Stored items
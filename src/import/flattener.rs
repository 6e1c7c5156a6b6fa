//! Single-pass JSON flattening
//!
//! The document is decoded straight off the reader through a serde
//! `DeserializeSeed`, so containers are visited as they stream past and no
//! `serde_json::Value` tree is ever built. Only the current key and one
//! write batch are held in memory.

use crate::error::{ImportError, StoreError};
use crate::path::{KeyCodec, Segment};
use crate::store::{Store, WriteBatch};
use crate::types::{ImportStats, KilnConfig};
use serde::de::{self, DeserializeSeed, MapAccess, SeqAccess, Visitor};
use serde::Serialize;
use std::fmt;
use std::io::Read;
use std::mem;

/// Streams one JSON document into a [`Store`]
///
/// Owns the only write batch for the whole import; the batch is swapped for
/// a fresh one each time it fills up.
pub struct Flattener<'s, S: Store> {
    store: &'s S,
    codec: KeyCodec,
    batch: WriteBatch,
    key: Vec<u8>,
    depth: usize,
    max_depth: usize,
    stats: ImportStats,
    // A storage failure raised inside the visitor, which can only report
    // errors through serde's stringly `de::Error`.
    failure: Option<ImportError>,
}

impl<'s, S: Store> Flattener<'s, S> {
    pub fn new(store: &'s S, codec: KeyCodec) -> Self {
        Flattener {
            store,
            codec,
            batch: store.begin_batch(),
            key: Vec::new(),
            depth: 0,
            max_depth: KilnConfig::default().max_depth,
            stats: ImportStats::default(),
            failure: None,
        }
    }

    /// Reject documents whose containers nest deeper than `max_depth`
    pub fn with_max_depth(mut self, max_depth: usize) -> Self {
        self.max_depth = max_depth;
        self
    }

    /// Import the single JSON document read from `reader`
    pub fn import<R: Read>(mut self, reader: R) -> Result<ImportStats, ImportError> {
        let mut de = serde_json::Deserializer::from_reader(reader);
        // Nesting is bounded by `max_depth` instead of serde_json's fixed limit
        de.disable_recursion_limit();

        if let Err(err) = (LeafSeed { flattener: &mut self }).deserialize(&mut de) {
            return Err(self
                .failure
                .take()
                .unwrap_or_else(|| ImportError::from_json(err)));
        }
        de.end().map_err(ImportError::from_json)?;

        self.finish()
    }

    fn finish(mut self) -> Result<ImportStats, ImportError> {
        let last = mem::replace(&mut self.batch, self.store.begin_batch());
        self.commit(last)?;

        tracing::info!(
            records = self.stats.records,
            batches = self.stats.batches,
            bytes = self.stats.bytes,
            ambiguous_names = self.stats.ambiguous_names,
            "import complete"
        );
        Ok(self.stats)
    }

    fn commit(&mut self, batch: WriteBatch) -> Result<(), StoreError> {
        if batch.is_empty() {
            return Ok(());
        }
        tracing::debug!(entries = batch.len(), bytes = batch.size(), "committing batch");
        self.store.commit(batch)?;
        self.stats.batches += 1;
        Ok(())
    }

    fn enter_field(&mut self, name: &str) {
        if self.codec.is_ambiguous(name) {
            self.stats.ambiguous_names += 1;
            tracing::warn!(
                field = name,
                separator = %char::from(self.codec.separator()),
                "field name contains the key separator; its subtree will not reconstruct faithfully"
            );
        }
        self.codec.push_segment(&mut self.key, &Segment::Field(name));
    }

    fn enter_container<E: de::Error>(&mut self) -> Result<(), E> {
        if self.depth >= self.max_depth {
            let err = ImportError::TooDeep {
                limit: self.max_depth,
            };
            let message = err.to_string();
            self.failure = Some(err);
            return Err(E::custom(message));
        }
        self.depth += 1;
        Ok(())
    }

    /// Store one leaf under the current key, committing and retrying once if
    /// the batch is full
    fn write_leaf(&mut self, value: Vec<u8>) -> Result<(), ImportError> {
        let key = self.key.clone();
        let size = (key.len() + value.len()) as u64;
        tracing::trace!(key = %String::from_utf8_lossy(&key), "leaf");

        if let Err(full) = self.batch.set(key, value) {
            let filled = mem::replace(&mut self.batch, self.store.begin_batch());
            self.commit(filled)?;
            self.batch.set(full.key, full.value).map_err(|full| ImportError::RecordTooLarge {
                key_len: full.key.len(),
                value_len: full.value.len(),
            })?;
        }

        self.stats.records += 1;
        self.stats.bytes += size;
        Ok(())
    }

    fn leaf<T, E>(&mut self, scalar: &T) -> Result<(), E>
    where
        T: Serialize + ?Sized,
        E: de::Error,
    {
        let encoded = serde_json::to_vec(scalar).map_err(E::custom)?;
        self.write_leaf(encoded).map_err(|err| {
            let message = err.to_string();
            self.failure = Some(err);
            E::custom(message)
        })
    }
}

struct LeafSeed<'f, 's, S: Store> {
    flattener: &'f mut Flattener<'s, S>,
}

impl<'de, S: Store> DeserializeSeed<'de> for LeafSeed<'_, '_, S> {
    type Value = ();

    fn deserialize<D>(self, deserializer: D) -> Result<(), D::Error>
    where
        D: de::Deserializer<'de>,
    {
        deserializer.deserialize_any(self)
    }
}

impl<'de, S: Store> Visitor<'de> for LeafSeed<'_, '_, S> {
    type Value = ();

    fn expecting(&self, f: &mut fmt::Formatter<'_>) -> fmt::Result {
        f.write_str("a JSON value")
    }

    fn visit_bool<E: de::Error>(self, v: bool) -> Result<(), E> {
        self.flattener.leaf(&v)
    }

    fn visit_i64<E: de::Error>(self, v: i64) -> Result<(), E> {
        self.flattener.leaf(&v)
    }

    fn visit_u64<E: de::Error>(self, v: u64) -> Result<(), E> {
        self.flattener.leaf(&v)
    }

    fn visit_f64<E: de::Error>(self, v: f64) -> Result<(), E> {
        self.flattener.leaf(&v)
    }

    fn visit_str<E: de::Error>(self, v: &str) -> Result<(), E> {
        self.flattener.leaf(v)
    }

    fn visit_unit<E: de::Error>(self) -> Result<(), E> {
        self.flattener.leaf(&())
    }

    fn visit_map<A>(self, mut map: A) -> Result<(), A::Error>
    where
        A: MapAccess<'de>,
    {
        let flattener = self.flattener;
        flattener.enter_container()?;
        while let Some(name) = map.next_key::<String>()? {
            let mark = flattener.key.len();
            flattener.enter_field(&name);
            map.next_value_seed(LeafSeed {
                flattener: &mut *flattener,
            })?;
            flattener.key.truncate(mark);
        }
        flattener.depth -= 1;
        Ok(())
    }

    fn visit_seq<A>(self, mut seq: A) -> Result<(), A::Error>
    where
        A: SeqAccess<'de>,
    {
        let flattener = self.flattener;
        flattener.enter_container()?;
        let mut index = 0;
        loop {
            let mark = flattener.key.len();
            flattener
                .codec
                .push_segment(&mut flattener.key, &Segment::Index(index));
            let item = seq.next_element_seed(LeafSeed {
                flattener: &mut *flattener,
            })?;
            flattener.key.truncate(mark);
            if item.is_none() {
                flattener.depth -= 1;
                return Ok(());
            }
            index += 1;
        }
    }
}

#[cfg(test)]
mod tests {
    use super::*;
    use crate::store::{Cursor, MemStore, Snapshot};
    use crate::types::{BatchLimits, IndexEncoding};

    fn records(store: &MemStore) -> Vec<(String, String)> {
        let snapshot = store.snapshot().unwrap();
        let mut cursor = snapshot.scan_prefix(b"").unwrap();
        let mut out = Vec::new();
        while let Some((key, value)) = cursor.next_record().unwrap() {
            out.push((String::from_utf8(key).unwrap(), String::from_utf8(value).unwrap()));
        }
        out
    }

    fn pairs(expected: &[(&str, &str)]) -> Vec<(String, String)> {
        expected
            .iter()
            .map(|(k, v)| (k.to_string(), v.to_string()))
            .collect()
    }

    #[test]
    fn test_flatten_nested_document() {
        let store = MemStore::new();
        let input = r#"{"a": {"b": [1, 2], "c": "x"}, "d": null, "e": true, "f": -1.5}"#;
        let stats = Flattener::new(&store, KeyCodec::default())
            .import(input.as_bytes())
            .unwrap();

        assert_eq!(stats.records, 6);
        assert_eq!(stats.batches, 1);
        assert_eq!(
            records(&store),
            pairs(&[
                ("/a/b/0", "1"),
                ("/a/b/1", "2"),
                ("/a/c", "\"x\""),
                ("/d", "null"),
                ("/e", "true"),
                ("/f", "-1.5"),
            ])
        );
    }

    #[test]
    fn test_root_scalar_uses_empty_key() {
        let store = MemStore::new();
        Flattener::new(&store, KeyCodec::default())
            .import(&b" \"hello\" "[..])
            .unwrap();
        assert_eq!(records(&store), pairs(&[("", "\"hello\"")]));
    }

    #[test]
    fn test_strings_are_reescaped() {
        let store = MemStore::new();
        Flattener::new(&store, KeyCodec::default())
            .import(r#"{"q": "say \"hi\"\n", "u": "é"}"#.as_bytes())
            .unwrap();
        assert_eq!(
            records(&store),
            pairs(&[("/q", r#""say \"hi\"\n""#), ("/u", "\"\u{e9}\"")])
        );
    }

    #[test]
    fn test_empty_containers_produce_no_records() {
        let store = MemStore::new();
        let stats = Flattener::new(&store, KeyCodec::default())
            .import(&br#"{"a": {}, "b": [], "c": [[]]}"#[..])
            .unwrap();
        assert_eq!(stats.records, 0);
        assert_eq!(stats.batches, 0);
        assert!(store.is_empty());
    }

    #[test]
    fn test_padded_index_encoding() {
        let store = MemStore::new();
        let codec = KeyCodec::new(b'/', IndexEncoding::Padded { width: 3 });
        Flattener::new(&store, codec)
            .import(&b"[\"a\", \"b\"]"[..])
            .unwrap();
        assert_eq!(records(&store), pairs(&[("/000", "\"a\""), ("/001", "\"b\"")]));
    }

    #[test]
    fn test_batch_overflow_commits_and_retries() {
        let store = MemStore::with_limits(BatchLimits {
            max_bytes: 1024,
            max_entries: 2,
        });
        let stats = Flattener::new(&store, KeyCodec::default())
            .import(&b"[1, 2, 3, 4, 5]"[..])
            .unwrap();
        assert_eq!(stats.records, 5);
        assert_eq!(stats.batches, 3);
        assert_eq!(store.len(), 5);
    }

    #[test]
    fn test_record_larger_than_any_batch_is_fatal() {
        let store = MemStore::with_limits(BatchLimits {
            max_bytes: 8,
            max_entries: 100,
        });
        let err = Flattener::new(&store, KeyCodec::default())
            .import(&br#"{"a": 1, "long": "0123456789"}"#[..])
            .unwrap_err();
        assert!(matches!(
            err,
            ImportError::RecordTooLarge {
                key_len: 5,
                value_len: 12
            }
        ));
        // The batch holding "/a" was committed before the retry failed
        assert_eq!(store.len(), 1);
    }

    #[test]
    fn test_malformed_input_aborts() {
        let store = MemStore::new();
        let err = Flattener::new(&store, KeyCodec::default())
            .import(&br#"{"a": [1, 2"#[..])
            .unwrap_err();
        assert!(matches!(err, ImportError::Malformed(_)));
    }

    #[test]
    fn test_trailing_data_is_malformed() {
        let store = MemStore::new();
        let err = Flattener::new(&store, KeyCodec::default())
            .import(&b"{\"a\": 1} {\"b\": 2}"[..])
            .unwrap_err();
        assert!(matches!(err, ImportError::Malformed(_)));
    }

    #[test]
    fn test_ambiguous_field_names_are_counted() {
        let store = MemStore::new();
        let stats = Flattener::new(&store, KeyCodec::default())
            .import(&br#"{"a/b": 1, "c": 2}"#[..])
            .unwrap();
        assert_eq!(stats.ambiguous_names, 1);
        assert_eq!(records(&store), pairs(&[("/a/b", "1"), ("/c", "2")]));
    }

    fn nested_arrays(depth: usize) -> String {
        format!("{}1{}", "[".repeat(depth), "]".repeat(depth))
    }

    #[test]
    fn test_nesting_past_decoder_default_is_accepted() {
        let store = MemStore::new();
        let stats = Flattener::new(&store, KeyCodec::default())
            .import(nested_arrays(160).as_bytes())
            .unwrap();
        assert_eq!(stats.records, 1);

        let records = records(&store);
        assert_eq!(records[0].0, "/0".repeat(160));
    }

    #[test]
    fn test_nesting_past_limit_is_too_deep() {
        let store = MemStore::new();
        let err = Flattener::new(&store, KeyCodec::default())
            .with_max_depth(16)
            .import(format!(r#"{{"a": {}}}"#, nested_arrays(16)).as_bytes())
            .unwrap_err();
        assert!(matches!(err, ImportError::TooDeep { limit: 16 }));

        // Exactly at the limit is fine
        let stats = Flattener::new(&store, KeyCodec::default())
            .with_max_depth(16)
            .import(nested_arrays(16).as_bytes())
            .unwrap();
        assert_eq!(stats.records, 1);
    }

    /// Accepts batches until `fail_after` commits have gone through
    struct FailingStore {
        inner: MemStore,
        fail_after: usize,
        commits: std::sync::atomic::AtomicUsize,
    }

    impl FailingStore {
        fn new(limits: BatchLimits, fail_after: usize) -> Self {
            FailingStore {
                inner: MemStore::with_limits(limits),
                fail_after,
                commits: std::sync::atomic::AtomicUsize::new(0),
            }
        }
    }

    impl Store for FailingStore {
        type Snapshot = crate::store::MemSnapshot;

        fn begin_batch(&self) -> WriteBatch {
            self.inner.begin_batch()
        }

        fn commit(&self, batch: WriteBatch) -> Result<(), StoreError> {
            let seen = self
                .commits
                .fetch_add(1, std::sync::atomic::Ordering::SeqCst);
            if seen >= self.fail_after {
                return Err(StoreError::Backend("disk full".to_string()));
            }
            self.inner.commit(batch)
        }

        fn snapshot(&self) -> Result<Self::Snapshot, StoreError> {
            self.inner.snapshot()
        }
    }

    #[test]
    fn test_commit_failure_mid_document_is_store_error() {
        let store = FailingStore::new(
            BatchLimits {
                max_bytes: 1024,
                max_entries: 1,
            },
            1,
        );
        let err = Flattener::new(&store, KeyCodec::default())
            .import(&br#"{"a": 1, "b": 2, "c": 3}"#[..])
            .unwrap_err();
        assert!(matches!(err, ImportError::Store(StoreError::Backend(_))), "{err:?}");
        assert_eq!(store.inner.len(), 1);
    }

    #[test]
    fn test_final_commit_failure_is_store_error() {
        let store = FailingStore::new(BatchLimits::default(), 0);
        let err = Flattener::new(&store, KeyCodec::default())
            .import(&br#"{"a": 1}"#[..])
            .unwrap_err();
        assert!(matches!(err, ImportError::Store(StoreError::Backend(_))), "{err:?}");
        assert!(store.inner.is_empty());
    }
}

● WHAT NEEDS TO BE DONE
Repeat only the lines above, from the first line of the entries through the line that contains "past and no", including both ends.

● PROBLEM SOLUTION
filename src/import/flattener.rs
repository 6e1c7c5156a6b6fa
//! Single-pass JSON flattening
//!
//! The document is decoded straight off the reader through a serde
//! `DeserializeSeed`, so containers are visited as they stream past and no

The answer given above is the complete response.